PROBLEM REQUIREMENTS :: The word "Dictionary" marks the lines to keep; find each one in the data and copy it.

DATA EXCERPTS ::
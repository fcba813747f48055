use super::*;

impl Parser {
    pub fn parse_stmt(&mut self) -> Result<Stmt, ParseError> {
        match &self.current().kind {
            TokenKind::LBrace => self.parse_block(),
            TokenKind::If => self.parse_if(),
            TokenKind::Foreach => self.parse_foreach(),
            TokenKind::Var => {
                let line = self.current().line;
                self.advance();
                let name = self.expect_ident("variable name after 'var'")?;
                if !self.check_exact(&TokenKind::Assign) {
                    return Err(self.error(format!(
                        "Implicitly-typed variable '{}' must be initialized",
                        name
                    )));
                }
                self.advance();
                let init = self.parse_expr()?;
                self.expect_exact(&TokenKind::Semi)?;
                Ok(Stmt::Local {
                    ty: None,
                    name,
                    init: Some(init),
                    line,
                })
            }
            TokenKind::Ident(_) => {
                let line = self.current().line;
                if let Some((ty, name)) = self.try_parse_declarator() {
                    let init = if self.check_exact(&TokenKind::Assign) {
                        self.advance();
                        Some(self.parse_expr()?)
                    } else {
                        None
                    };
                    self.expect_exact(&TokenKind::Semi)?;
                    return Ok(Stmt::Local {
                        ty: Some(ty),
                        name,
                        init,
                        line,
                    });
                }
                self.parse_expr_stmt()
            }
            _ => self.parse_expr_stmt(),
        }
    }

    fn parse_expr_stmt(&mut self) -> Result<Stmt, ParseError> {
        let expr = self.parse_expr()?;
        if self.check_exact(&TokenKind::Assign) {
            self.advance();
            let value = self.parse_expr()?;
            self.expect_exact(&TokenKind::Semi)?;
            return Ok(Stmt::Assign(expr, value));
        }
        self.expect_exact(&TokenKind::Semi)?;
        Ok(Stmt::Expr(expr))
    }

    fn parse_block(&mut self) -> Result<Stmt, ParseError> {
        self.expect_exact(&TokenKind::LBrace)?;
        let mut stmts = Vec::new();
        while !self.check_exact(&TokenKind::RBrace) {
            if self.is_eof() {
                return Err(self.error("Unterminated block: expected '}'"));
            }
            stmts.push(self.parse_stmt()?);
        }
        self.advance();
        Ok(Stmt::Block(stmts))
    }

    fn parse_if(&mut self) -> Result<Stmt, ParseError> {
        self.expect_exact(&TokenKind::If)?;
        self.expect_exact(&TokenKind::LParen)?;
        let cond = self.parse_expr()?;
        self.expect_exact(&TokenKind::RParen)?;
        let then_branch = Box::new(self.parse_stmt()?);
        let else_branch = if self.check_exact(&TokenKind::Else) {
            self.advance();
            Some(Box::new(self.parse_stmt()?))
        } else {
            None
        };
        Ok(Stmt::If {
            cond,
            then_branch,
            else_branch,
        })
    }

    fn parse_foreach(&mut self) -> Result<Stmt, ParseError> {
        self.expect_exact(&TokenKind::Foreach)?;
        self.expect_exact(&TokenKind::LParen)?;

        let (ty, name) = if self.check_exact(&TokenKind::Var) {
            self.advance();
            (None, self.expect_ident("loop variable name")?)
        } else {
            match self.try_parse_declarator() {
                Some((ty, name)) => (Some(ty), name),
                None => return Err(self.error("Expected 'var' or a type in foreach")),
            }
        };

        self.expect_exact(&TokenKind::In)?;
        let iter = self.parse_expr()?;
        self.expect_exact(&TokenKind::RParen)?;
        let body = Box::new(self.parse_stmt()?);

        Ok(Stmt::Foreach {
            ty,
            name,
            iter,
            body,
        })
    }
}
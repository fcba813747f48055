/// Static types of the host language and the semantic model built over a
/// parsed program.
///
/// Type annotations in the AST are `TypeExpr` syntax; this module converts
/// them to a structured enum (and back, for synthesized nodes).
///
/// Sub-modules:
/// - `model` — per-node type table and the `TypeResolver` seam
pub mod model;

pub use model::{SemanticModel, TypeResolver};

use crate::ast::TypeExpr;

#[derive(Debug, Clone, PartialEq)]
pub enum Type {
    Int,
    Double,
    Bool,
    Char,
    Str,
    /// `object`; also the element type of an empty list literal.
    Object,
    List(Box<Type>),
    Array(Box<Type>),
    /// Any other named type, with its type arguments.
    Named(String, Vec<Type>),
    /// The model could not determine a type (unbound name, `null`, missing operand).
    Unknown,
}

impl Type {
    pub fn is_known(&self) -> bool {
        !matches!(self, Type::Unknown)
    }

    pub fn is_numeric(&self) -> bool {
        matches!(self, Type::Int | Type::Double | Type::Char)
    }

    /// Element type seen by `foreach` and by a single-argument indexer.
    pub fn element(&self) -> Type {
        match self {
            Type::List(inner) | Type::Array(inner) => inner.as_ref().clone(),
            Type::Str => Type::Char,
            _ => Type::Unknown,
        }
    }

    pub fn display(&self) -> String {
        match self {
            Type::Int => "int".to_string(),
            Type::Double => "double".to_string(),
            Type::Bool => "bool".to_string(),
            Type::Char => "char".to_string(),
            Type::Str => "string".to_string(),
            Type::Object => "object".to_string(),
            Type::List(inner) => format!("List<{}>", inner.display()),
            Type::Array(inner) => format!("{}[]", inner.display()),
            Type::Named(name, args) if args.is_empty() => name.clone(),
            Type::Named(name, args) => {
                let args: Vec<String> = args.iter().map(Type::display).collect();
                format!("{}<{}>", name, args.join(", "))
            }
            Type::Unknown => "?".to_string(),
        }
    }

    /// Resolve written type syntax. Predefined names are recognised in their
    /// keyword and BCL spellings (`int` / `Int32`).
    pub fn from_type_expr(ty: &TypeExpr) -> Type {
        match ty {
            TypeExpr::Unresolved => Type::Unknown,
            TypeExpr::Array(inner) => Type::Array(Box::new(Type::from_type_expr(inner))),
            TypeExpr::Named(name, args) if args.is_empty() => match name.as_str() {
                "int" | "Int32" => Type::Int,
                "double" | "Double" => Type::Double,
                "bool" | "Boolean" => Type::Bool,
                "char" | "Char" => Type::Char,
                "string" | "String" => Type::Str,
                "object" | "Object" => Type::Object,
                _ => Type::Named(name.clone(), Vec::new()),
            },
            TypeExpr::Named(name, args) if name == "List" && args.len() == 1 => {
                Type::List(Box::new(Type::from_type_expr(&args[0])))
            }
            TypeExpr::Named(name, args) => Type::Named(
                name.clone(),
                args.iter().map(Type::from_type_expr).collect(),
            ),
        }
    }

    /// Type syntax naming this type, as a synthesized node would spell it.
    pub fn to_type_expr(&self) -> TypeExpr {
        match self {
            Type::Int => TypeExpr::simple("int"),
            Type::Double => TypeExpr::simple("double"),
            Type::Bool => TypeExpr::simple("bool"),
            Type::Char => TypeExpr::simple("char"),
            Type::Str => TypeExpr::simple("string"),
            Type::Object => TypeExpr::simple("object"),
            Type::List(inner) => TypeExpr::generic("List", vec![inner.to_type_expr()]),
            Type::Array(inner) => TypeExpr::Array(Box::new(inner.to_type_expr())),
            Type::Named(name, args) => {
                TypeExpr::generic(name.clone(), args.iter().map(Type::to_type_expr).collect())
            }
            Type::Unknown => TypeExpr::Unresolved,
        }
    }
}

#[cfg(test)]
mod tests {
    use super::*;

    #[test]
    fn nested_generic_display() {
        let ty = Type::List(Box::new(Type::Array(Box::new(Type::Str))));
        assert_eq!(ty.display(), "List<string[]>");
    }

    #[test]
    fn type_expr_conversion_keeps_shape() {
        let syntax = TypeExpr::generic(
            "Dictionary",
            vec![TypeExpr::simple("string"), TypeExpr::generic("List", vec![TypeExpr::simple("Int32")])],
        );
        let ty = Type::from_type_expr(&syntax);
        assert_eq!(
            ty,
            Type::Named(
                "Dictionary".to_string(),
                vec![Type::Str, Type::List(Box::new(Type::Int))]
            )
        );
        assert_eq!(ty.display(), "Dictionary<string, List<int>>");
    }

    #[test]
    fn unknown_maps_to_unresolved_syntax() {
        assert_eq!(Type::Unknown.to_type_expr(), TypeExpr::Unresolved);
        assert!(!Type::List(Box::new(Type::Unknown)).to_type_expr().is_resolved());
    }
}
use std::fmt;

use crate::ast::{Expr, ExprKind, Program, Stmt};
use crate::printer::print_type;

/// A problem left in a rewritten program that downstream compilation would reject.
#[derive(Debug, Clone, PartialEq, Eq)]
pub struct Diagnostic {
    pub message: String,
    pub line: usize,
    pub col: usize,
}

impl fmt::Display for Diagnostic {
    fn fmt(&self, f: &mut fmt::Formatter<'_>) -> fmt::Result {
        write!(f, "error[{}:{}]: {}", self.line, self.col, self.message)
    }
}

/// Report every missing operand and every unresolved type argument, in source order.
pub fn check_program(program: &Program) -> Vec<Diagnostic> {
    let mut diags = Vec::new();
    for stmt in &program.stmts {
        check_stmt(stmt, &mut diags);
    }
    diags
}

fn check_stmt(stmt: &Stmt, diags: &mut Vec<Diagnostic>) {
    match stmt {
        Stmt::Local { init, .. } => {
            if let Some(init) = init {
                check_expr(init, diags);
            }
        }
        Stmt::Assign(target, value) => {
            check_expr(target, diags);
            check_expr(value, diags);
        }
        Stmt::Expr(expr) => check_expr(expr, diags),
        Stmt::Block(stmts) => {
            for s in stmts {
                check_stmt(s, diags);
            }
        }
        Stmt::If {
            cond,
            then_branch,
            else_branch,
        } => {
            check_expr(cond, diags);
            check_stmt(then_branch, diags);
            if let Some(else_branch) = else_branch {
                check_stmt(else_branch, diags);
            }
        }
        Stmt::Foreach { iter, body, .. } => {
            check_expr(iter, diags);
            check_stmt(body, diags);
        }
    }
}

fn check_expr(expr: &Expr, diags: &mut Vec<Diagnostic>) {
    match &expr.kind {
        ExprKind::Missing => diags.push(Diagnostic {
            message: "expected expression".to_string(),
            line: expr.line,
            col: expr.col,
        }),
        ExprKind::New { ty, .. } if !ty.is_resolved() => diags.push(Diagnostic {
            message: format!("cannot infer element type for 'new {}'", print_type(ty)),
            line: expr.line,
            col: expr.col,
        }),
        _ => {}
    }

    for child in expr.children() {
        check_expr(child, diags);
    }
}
...
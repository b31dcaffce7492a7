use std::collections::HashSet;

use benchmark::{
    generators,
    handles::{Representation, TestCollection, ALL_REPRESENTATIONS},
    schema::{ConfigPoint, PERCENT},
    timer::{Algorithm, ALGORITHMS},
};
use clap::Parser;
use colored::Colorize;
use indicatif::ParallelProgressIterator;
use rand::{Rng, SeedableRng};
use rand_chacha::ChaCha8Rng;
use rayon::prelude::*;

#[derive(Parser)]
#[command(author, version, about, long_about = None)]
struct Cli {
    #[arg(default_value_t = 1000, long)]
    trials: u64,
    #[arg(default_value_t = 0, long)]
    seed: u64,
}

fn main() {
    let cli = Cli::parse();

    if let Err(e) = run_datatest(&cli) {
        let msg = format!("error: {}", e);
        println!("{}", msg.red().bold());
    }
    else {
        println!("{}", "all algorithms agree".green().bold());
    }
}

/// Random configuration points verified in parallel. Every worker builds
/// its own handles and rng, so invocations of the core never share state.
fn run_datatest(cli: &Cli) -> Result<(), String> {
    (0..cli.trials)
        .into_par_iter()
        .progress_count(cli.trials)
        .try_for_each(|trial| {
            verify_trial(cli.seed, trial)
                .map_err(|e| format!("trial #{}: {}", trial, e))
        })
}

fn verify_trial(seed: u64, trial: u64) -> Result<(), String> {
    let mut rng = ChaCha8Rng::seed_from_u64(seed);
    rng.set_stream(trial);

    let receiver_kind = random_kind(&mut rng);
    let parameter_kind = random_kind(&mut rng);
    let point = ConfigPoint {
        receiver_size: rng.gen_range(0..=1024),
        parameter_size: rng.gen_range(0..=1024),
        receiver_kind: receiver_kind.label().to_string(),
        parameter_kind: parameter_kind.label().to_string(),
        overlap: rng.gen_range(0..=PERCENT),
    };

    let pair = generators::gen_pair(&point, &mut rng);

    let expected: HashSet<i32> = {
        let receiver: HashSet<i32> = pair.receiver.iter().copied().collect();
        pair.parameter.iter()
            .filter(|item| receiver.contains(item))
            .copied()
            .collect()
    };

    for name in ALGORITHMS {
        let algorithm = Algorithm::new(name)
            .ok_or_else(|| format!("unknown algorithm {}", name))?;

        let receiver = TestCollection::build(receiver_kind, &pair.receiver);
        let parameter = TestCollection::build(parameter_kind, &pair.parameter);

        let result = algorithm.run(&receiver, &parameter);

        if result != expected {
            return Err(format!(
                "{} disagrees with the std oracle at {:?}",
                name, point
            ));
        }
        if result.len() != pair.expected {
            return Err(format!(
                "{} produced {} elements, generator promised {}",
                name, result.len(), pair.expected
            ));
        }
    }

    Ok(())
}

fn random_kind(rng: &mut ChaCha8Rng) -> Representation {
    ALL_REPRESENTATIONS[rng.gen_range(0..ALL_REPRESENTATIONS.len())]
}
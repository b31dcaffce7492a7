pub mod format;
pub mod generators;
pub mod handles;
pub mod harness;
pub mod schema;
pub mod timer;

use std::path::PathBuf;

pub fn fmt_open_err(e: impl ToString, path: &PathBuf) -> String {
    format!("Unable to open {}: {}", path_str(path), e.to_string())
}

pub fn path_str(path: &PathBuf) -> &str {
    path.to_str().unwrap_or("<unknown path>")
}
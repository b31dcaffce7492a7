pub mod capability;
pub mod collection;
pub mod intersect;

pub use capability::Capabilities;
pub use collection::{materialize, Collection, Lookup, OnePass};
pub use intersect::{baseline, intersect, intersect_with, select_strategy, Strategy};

WRITTEN REPLY ::
            "Dictionary",
                "Dictionary".to_string(),
        assert_eq!(ty.display(), "Dictionary<string, List<int>>");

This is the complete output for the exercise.